What to do
Copy each line of the listing below where the word "crate" turns up.

══ Supplied entries ══

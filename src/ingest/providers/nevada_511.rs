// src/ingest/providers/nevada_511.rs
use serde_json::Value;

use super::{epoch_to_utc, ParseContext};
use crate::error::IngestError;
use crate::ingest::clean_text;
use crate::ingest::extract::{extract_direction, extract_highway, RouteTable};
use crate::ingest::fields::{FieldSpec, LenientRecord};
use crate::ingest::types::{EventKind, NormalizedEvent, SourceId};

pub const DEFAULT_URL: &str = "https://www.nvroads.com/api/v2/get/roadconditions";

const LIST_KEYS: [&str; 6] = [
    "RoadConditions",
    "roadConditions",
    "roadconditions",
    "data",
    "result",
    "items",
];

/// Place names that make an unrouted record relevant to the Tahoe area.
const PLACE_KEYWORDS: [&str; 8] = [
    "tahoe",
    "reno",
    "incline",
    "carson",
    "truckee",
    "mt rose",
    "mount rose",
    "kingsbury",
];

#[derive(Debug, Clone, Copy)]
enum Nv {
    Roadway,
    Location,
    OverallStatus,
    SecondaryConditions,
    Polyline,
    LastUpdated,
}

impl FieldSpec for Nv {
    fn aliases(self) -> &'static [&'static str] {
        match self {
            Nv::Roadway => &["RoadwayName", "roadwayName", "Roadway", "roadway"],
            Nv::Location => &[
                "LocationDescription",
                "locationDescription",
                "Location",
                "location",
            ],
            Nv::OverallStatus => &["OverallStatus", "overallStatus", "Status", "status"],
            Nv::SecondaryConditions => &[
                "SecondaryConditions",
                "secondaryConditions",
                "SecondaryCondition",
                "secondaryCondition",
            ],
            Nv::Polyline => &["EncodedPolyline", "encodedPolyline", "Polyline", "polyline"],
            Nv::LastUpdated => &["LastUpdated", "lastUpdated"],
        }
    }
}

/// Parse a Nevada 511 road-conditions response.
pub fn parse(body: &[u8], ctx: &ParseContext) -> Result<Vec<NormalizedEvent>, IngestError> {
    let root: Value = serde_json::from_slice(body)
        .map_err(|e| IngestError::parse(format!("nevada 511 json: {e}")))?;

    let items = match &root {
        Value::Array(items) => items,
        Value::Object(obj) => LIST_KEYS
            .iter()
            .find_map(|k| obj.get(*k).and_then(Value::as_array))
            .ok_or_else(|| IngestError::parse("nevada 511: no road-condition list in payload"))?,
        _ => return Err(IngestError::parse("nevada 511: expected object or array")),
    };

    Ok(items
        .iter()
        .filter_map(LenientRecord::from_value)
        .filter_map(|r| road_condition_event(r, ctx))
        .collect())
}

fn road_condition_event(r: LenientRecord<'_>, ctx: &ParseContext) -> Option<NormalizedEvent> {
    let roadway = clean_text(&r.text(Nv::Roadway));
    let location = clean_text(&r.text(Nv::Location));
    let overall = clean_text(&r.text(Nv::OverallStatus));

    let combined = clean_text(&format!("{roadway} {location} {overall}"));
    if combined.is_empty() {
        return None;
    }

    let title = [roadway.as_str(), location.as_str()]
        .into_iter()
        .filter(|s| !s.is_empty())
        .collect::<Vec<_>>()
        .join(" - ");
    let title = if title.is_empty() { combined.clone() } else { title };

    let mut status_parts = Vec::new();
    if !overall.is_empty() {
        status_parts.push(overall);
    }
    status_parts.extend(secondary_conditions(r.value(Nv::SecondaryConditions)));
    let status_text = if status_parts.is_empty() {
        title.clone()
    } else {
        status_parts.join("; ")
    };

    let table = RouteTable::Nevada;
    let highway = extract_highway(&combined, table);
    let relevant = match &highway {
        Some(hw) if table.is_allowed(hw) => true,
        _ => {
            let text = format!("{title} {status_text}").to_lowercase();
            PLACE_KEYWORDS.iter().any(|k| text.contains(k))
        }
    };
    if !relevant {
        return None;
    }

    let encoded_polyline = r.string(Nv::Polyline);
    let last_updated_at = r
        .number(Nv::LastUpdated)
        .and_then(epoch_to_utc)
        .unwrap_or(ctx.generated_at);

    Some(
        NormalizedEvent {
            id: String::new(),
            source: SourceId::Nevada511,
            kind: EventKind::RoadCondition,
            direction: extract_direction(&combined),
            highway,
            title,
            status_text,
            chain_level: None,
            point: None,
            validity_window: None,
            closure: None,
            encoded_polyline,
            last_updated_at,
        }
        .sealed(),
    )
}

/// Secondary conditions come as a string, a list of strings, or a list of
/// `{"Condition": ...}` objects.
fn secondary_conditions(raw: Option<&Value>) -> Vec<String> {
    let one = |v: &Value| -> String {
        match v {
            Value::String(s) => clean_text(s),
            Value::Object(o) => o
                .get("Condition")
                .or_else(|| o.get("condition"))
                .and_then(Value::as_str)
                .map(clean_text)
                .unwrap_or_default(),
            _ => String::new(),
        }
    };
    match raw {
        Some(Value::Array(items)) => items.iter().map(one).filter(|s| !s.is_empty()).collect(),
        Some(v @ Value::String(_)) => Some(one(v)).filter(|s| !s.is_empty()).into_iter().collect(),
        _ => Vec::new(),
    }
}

═══

Exercise result
use crate::error::IngestError;
use crate::ingest::clean_text;
use crate::ingest::extract::{extract_direction, extract_highway, RouteTable};
use crate::ingest::fields::{FieldSpec, LenientRecord};
use crate::ingest::types::{EventKind, NormalizedEvent, SourceId};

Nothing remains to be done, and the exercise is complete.